Let Go? Or Let Go… A Chapbook (2025)

What happens when the life you built evaporates overnight?

What does it mean to keep going when everything has stopped?

Maybe you know the feeling: Waking up at noon, staring at the ceiling, sending out applications that vanish into silence, watching time stretch until it swallows whole days. Maybe you’ve been cut loose, left to wonder if you still matter, if you’re still you.

Let Go? or Let Go... is written for that season. These poems sit beside you in the stillness, naming the ache and the fog, but also the faint rhythm that remains beneath it. They remind you that even when life freezes over, ice remembers motion.

This isn’t a manual for getting ahead, but a hand extended in the quiet, a mirror that says: you are not alone. And when the thaw comes, you’ll know that stillness isn’t emptiness, but space.

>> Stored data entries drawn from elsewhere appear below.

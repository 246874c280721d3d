//! Maker-wide order revalidation.

use std::sync::Arc;

use async_trait::async_trait;
use tracing::{debug, info};

use indexer_queue::{JobError, JobHandler, JobQueue};
use indexer_store::StoreInterface;
use indexer_types::{
	MakerInfo, MakerUpdate, OrderId, OrderInfo, Trigger, TriggerKind, U256,
};

use crate::JobsError;

/// Rows touched per balance-revalidation run. A run that hits the cap
/// re-enqueues itself; the store only reports rows it actually flipped, so
/// the continuation converges.
const DEFAULT_CHUNK_SIZE: usize = 200;

/// Reacts to maker-level mutations (balances, approvals, nonces) by
/// revalidating the affected slice of the maker's order book, then feeds
/// every flipped order id back into the by-id queue so the token caches
/// catch up.
pub struct OrderUpdatesByMaker {
	store: Arc<dyn StoreInterface>,
	order_info_queue: Arc<dyn JobQueue<OrderInfo>>,
	maker_info_queue: Arc<dyn JobQueue<MakerInfo>>,
	chunk_size: usize,
}

impl OrderUpdatesByMaker {
	pub fn new(
		store: Arc<dyn StoreInterface>,
		order_info_queue: Arc<dyn JobQueue<OrderInfo>>,
		maker_info_queue: Arc<dyn JobQueue<MakerInfo>>,
	) -> Self {
		Self {
			store,
			order_info_queue,
			maker_info_queue,
			chunk_size: DEFAULT_CHUNK_SIZE,
		}
	}

	pub fn with_chunk_size(mut self, chunk_size: usize) -> Self {
		self.chunk_size = chunk_size.max(1);
		self
	}

	async fn process(&self, info: &MakerInfo) -> Result<(), JobsError> {
		let timestamp = info.trigger.tx_timestamp.unwrap_or(0);
		match &info.data {
			MakerUpdate::BuyBalance { contract } => {
				let changed = self
					.store
					.revalidate_buy_balance(info.maker, *contract, timestamp, self.chunk_size)
					.await?;
				// FT bundle legs carry no token id.
				let bundles = self
					.store
					.revalidate_bundles_balance(info.maker, *contract, U256::ZERO, timestamp)
					.await?;
				self.requeue_by_id(&changed, TriggerKind::BalanceChange, info)
					.await?;
				self.requeue_by_id(&bundles, TriggerKind::BalanceChange, info)
					.await?;
				if changed.len() == self.chunk_size {
					self.continue_later(info).await?;
				}
			}
			MakerUpdate::SellBalance { contract, token_id } => {
				let changed = self
					.store
					.revalidate_sell_balance(
						info.maker,
						*contract,
						*token_id,
						timestamp,
						self.chunk_size,
					)
					.await?;
				let bundles = self
					.store
					.revalidate_bundles_balance(info.maker, *contract, *token_id, timestamp)
					.await?;
				self.requeue_by_id(&changed, TriggerKind::BalanceChange, info)
					.await?;
				self.requeue_by_id(&bundles, TriggerKind::BalanceChange, info)
					.await?;
				if changed.len() == self.chunk_size {
					self.continue_later(info).await?;
				}
			}
			MakerUpdate::SellApproval {
				contract,
				operator,
				approved,
			} => {
				let changed = self
					.store
					.revalidate_sell_approval(info.maker, *contract, *operator, *approved)
					.await?;
				let bundles = self
					.store
					.revalidate_bundles_approval(info.maker, *contract, *operator, timestamp)
					.await?;
				self.requeue_by_id(&changed, TriggerKind::ApprovalChange, info)
					.await?;
				self.requeue_by_id(&bundles, TriggerKind::ApprovalChange, info)
					.await?;
			}
			MakerUpdate::BuyApproval {
				contract,
				operator,
				order_kind,
			} => {
				let operators = match (operator, order_kind) {
					(Some(operator), _) => vec![*operator],
					(None, Some(kind)) => {
						self.store.conduits_for_buy_orders(info.maker, *kind).await?
					}
					(None, None) => {
						debug!(context = %info.context, "Approval update names no operator");
						Vec::new()
					}
				};
				for operator in operators {
					let changed = self
						.store
						.revalidate_buy_approval(info.maker, *contract, operator)
						.await?;
					self.requeue_by_id(&changed, TriggerKind::ApprovalChange, info)
						.await?;
				}
			}
			MakerUpdate::NonceCancel {
				order_kind,
				min_nonce,
				side,
			} => {
				let cancelled = self
					.store
					.bulk_cancel_orders(*order_kind, info.maker, *min_nonce, *side)
					.await?;
				info!(
					maker = %info.maker,
					kind = ?order_kind,
					min_nonce = %min_nonce,
					count = cancelled.len(),
					"Bulk-cancelled stale-nonce orders"
				);
				self.requeue_by_id(&cancelled, TriggerKind::Cancel, info)
					.await?;
			}
			MakerUpdate::Nonces { order_kind, nonces } => {
				let cancelled = self
					.store
					.cancel_orders_with_nonces(*order_kind, info.maker, nonces)
					.await?;
				self.requeue_by_id(&cancelled, TriggerKind::Cancel, info)
					.await?;
			}
		}
		Ok(())
	}

	/// Every flipped order gets its own by-id job so token caches converge.
	/// The context embeds both the order id and the originating maker context,
	/// collapsing repeats of the same (cause, order) pair while pending.
	async fn requeue_by_id(
		&self,
		ids: &[OrderId],
		kind: TriggerKind,
		info: &MakerInfo,
	) -> Result<(), JobsError> {
		if ids.is_empty() {
			return Ok(());
		}
		let trigger = Trigger {
			kind,
			..info.trigger.clone()
		};
		let jobs = ids
			.iter()
			.map(|id| {
				let context = format!("{}-{id}-{}", kind.as_str(), info.context);
				(
					context.clone(),
					OrderInfo::for_order(context, *id, trigger.clone()),
				)
			})
			.collect();
		self.order_info_queue.enqueue_bulk(jobs).await?;
		Ok(())
	}

	/// Re-enqueues the same payload; its id was freed on dequeue, so this
	/// never collides with the run that scheduled it.
	async fn continue_later(&self, info: &MakerInfo) -> Result<(), JobsError> {
		self.maker_info_queue
			.enqueue(info.context.clone(), info.clone())
			.await?;
		Ok(())
	}
}

#[async_trait]
impl JobHandler<MakerInfo> for OrderUpdatesByMaker {
	async fn handle(&self, payload: &MakerInfo) -> Result<(), JobError> {
		self.process(payload).await.map_err(JobError::from)
	}
}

And in that space, you are still here.

Told in two voices — human and water — Let Go or Let Go… is a lyrical meditation on collapse, renewal, and the strange grace of being forced to stop. Through verse, narrative fragments, spiritual echoes, and ancestral currents, this chapbook traces the emotional and metaphysical terrain of unemployment, disappointment, and rebirth.

The Color of Stillness, Or One… at a Time: A Short Story Collection

When momentum stops, what becomes of us?

What if the fiercest change didn’t happen in a burst — but in the quiet between breaths?

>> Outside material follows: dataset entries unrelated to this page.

//! The canonical order record and its status machine.

use alloy::primitives::{Address, U256};
use serde::{Deserialize, Serialize};

use crate::{OrderId, OrderingKey, TokenSetId};

/// Closed set of supported marketplace protocols.
///
/// Adapters and event handlers are resolved through a static registry keyed
/// by this tag; adding a protocol means adding a variant here plus its
/// adapter/handler implementations.
#[derive(Debug, Clone, Copy, PartialEq, Eq, Hash, Serialize, Deserialize)]
#[serde(rename_all = "kebab-case")]
pub enum OrderKind {
	Punks,
	ZeroexV4Erc721,
	ZeroexV4Erc1155,
	PaymentProcessor,
	LooksRare,
	Wyvern,
}

impl OrderKind {
	pub fn as_str(&self) -> &'static str {
		match self {
			OrderKind::Punks => "punks",
			OrderKind::ZeroexV4Erc721 => "zeroex-v4-erc721",
			OrderKind::ZeroexV4Erc1155 => "zeroex-v4-erc1155",
			OrderKind::PaymentProcessor => "payment-processor",
			OrderKind::LooksRare => "looks-rare",
			OrderKind::Wyvern => "wyvern",
		}
	}
}

impl std::fmt::Display for OrderKind {
	fn fmt(&self, f: &mut std::fmt::Formatter<'_>) -> std::fmt::Result {
		f.write_str(self.as_str())
	}
}

/// Order side. Bundle orders offer several legs at once and are only ever
/// revalidated through the maker-wide reconciler.
#[derive(Debug, Clone, Copy, PartialEq, Eq, Hash, Serialize, Deserialize)]
#[serde(rename_all = "lowercase")]
pub enum Side {
	Sell,
	Buy,
	Bundle,
}

/// Whether an order can currently be executed on-chain.
///
/// `Filled`, `Cancelled` and `Expired` are terminal: once reached, no
/// reconciliation run may revert the order to `Fillable`.
#[derive(Debug, Clone, Copy, PartialEq, Eq, Hash, Serialize, Deserialize)]
#[serde(rename_all = "kebab-case")]
pub enum FillabilityStatus {
	Fillable,
	NoBalance,
	Filled,
	Cancelled,
	Expired,
}

impl FillabilityStatus {
	pub fn is_terminal(&self) -> bool {
		matches!(
			self,
			FillabilityStatus::Filled | FillabilityStatus::Cancelled | FillabilityStatus::Expired
		)
	}

	/// Open orders are the only ones maker-wide revalidation may touch.
	pub fn is_open(&self) -> bool {
		matches!(self, FillabilityStatus::Fillable | FillabilityStatus::NoBalance)
	}
}

#[derive(Debug, Clone, Copy, PartialEq, Eq, Hash, Serialize, Deserialize)]
#[serde(rename_all = "kebab-case")]
pub enum ApprovalStatus {
	Approved,
	NoApproval,
	Disabled,
}

/// One entry of an order's fee breakdown, in basis points of the gross price.
#[derive(Debug, Clone, PartialEq, Eq, Serialize, Deserialize)]
pub struct FeeEntry {
	pub kind: FeeKind,
	pub recipient: Address,
	pub bps: u64,
}

#[derive(Debug, Clone, Copy, PartialEq, Eq, Serialize, Deserialize)]
#[serde(rename_all = "lowercase")]
pub enum FeeKind {
	Royalty,
	Marketplace,
}

/// A royalty the order should pay but does not; carried so downstream
/// consumers can compute royalty-normalized values.
#[derive(Debug, Clone, PartialEq, Eq, Serialize, Deserialize)]
pub struct MissingRoyalty {
	pub recipient: Address,
	pub bps: u64,
	pub amount: U256,
}

/// One leg of a bundle order: the maker must hold (and have approved)
/// `amount` of the given asset for the whole bundle to be fillable.
#[derive(Debug, Clone, PartialEq, Eq, Serialize, Deserialize)]
pub struct BundleLeg {
	pub kind: BundleLegKind,
	pub contract: Address,
	pub token_id: Option<U256>,
	pub amount: U256,
	/// Leg-specific expiry, unix seconds. `None` means unbounded.
	pub valid_until: Option<u64>,
}

#[derive(Debug, Clone, Copy, PartialEq, Eq, Serialize, Deserialize)]
#[serde(rename_all = "lowercase")]
pub enum BundleLegKind {
	Nft,
	Ft,
}

/// The canonical representation of one order, regardless of protocol.
///
/// At most one record exists per id. Records are never deleted; they are
/// mutated in place by later events referencing the same id (reprice, fill,
/// cancel) and marked terminal instead of removed.
#[derive(Debug, Clone, Serialize, Deserialize)]
pub struct OrderRecord {
	pub id: OrderId,
	pub kind: OrderKind,
	pub side: Side,
	pub fillability_status: FillabilityStatus,
	pub approval_status: ApprovalStatus,
	pub token_set_id: TokenSetId,
	pub maker: Address,
	pub taker: Address,
	/// Gross price in the native currency's smallest unit.
	pub price: U256,
	/// Fee-adjusted value in the native currency's smallest unit. For buy
	/// orders this is `price - fees` (what the acceptor actually receives).
	pub value: U256,
	pub currency: Address,
	pub currency_price: U256,
	pub currency_value: U256,
	pub quantity_remaining: U256,
	/// Protocol-specific replay-protection counter, when the protocol has one.
	pub nonce: Option<U256>,
	/// Validity window, unix seconds. `valid_until == None` means unbounded.
	pub valid_from: u64,
	pub valid_until: Option<u64>,
	pub fee_bps: u64,
	pub fee_breakdown: Vec<FeeEntry>,
	pub missing_royalties: Vec<MissingRoyalty>,
	/// The contract whose approval the order depends on, when tracked.
	pub conduit: Option<Address>,
	/// Attribution: the marketplace frontend the order originated from.
	pub source: Option<String>,
	/// Opaque protocol payload, required for later re-derivation. Reprices
	/// merge into this value instead of overwriting it wholesale.
	pub raw_data: serde_json::Value,
	/// Ordering key of the on-chain event that produced the current state.
	/// `None` for off-chain orders and records predating key tracking.
	pub block_number: Option<u64>,
	pub log_index: Option<u64>,
	/// Legs of a bundle order; empty for plain orders.
	pub bundle_legs: Vec<BundleLeg>,
}

/// Deterministic order id: keccak over the protocol tag and the order's
/// immutable fields, so the same logical order always maps to the same id no
/// matter how often or through which path it is reported.
pub fn order_id(kind: OrderKind, fields: &[&[u8]]) -> OrderId {
	let mut buf = Vec::with_capacity(64);
	buf.extend_from_slice(kind.as_str().as_bytes());
	for field in fields {
		buf.extend_from_slice(field);
	}
	crate::keccak256(&buf)
}

impl OrderRecord {
	pub fn ordering_key(&self) -> Option<OrderingKey> {
		match (self.block_number, self.log_index) {
			(Some(block), Some(log_index)) => Some(OrderingKey { block, log_index }),
			_ => None,
		}
	}

	/// Whether the order currently participates in floor/top-bid caches.
	pub fn is_active(&self) -> bool {
		self.fillability_status == FillabilityStatus::Fillable
			&& self.approval_status == ApprovalStatus::Approved
	}
}

#[cfg(test)]
mod tests {
	use super::*;

	#[test]
	fn terminal_statuses() {
		assert!(FillabilityStatus::Filled.is_terminal());
		assert!(FillabilityStatus::Cancelled.is_terminal());
		assert!(FillabilityStatus::Expired.is_terminal());
		assert!(!FillabilityStatus::Fillable.is_terminal());
		assert!(!FillabilityStatus::NoBalance.is_terminal());
		assert!(FillabilityStatus::NoBalance.is_open());
	}
}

A short story collection about what happens when momentum disappears-and what quietly replaces it.

Set in the aftermath of loss, burnout, and stalled expectation, these stories follow characters who are no longer chasing transformation so much as learning how to stay. A man returns to the gym not to be impressive, but to survive. A late-night bowler counts frames instead of memories. A music festival becomes a threshold rather than an escape. Across each piece, ritual replaces resolution, and repetition becomes a form of care.

The collection moves through moments of physical exertion, waiting rooms, empty hours, and small, private victories. Time is elastic here-sometimes dragging, sometimes collapsing and stillness is not treated as absence, but as a necessary condition for change. Progress appears slowly, often out of order, and rarely announces itself.

Structured around call and response, the stories echo one another thematically rather than narratively, allowing ideas of grief, discipline, faith, and self-trust to resurface in different registers. The result is less a linear arc than a constellation, each story standing alone, yet in conversation with the rest.